SURGERY FOR ACQUIRED HEART DISEASE |
Besancon, France
Received for publication Nov. 8, 1993. Accepted for publication Mar. 9, 1994. Address for reprints: Sidney Chocron, MD, Department of Thoracic and Cardiovascular Surgery, Hôpital Saint-Jacques, 25030 Besancon Cedex, France.
Abstract
The use of bilateral in situ internal thoracic arteries is restricted by the risk of sternal devascularization, the length of the pedicle, and the necessity to avoid crossing the midline. The aim of this study is to evaluate Y grafts achieved by anastomosing the proximal end of the free right internal thoracic artery to the side of the attached left internal thoracic artery. Y grafts were performed in 80 patients, aged 41 to 74 years (mean age 58.6 years) between May 1991 and September 1992. Two different techniques were used. Thirty-four patients were included in group 1 and 46 in group 2. Seventy-nine grafts were performed from the left internal thoracic artery to the left anterior descending artery. The right internal thoracic artery was anastomosed to the diagonal artery (5 times), the marginal branch (67 times), the circumflex artery (7 times) and the right coronary artery (2 times). Seventy-five complementary saphenous vein bypasses were performed in 58 patients. Operative mortality was 2.5%. Two patients had perioperative myocardial infarcts (2.5%) on nonbypassed sites. Three patients had sternal wound infections (3.7%). Sixty-two patients (80%) were reexamined by angiography at month 625 in group 1 and 37 in group 2. Sixty left internal thoracic artery bypass grafts (97%) were patent versus 39 right internal thoracic artery bypass grafts (63%). In group 1, 23 of 25 left internal thoracic artery bypass grafts were patent (92%) versus 12 right internal thoracic artery grafts (48%). In group 2, all 37 left internal thoracic artery bypass grafts were patent (100%) versus 27 right internal thoracic artery grafts (73%). With this procedure, particular attention must be paid to the length of the right internal thoracic artery, and extensive training is required. (J THORAC CARDIOVASC SURG 1994;108:736-40)

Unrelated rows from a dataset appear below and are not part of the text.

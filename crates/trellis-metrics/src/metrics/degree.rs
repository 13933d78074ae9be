//! Degree distributions, hubs, and leaves.
//!
//! # Hubs
//!
//! A hub is a node whose total degree strictly exceeds
//! `mean + 2 * stddev`, using the population standard deviation of total
//! degree over all nodes. Its z-score is `(degree - mean) / stddev`, or 0
//! when every node has the same degree.
//!
//! # Leaves
//!
//! Nodes with total degree at most 1.

use std::collections::BTreeMap;

use serde::{Deserialize, Serialize};

use crate::graph::Adjacency;
use crate::metrics::round_to;

/// Degree value → number of nodes with that degree.
pub type Histogram = BTreeMap<usize, usize>;

#[derive(Debug, Clone, PartialEq, Serialize, Deserialize)]
pub struct Hub {
    pub slug: String,
    pub degree: usize,
    pub in_degree: usize,
    pub out_degree: usize,
    pub z_score: f64,
}

#[derive(Debug, Clone, PartialEq)]
pub struct DegreeSummary {
    pub in_distribution: Histogram,
    pub out_distribution: Histogram,
    pub total_distribution: Histogram,
    pub mean: f64,
    pub stddev: f64,
    pub hub_threshold: f64,
    pub hubs: Vec<Hub>,
    pub leaves: Vec<String>,
}

/// Compute every degree-based metric in one pass over the nodes.
///
/// Mean, standard deviation, and threshold are unrounded here; hub
/// membership is decided on the exact values.
#[must_use]
pub fn degree_summary(adj: &Adjacency) -> DegreeSummary {
    let mut in_distribution = Histogram::new();
    let mut out_distribution = Histogram::new();
    let mut total_distribution = Histogram::new();
    let mut totals = Vec::with_capacity(adj.len());

    for node in 0..adj.len() {
        *in_distribution.entry(adj.in_degree(node)).or_default() += 1;
        *out_distribution.entry(adj.out_degree(node)).or_default() += 1;
        *total_distribution.entry(adj.total_degree(node)).or_default() += 1;
        totals.push(adj.total_degree(node));
    }

    let (mean, stddev) = mean_and_stddev(&totals);
    let hub_threshold = 2.0_f64.mul_add(stddev, mean);

    let mut hubs: Vec<Hub> = (0..adj.len())
        .filter(|&node| as_f64(totals[node]) > hub_threshold)
        .map(|node| Hub {
            slug: adj.id(node).to_string(),
            degree: totals[node],
            in_degree: adj.in_degree(node),
            out_degree: adj.out_degree(node),
            z_score: if stddev > 0.0 {
                round_to((as_f64(totals[node]) - mean) / stddev, 3)
            } else {
                0.0
            },
        })
        .collect();
    hubs.sort_by(|a, b| b.degree.cmp(&a.degree).then_with(|| a.slug.cmp(&b.slug)));

    // Node ids are already sorted, so leaves come out sorted.
    let leaves = (0..adj.len())
        .filter(|&node| totals[node] <= 1)
        .map(|node| adj.id(node).to_string())
        .collect();

    DegreeSummary {
        in_distribution,
        out_distribution,
        total_distribution,
        mean,
        stddev,
        hub_threshold,
        hubs,
        leaves,
    }
}

/// Mean and population standard deviation; `(0, 0)` for no values.
#[must_use]
pub fn mean_and_stddev(values: &[usize]) -> (f64, f64) {
    if values.is_empty() {
        return (0.0, 0.0);
    }
    let n = as_f64(values.len());
    let mean = values.iter().map(|&v| as_f64(v)).sum::<f64>() / n;
    let variance = values
        .iter()
        .map(|&v| {
            let d = as_f64(v) - mean;
            d * d
        })
        .sum::<f64>()
        / n;
    (mean, variance.sqrt())
}

#[allow(clippy::cast_precision_loss)]
const fn as_f64(value: usize) -> f64 {
    value as f64
}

The left internal thoracic artery (LITA) is the best graft for bypassing stenoses of the left anterior descending coronary artery (LAD).
1-3 The current trend in myocardial revascularization is to use arterial grafts often, if not systematically.
The right internal thoracic artery (RITA), used in the same circumstances as the LITA, may offer the same results.
4-6 Therefore, the use of bilateral in situ internal thoracic artery (ITA) grafts has gained prominence. This development is however restricted by three factors: the risk of sternal devascularization and ischemia resulting in sternal wound complications,
7,8 insufficient length of the RITA pedicle, and the necessity to cross the midline.
9
Barra and associates
10,11 proposed the Y procedure carried out by anastomosing the proximal end of the free RITA to the side of the attached LITA. This procedure provides additional length to reach a distal coronary artery branch and reduces sternal devascularization by preserving the first RITA collateral artery. RITAs and LITAs are identical as to their size, wall thickness, and low susceptibility to atherosclerosis. The purpose of this study is to evaluate graft patency with this surgical procedure.
PATIENTS AND METHODS
This procedure was performed in patients requiring myocardial revascularization when coronary arteries were not close enough to allow bilateral in situ grafting. Exclusion criteria were age older than 65 years, diabetes mellitus, and severe respiratory insufficiency except when saphenous vein grafts (SVGs) were unusuable.
Surgical technique
The ITAs are dissected from the chest wall along with a large pedicle of surrounding tissues with the aid of electrocautery and hemoclips. The RITA is dissected from the origin of the second collateral artery to the last bifurcation. The LITA is dissected from the first collateral artery to the distal bifurcation. The connections of the ITAs are left intact. After heparinization, the RITA is removed as a free graft and the last bifurcation of the LITA is divided. The Y anastomosis between the ITAs can be performed with or without cardiopulmonary bypass.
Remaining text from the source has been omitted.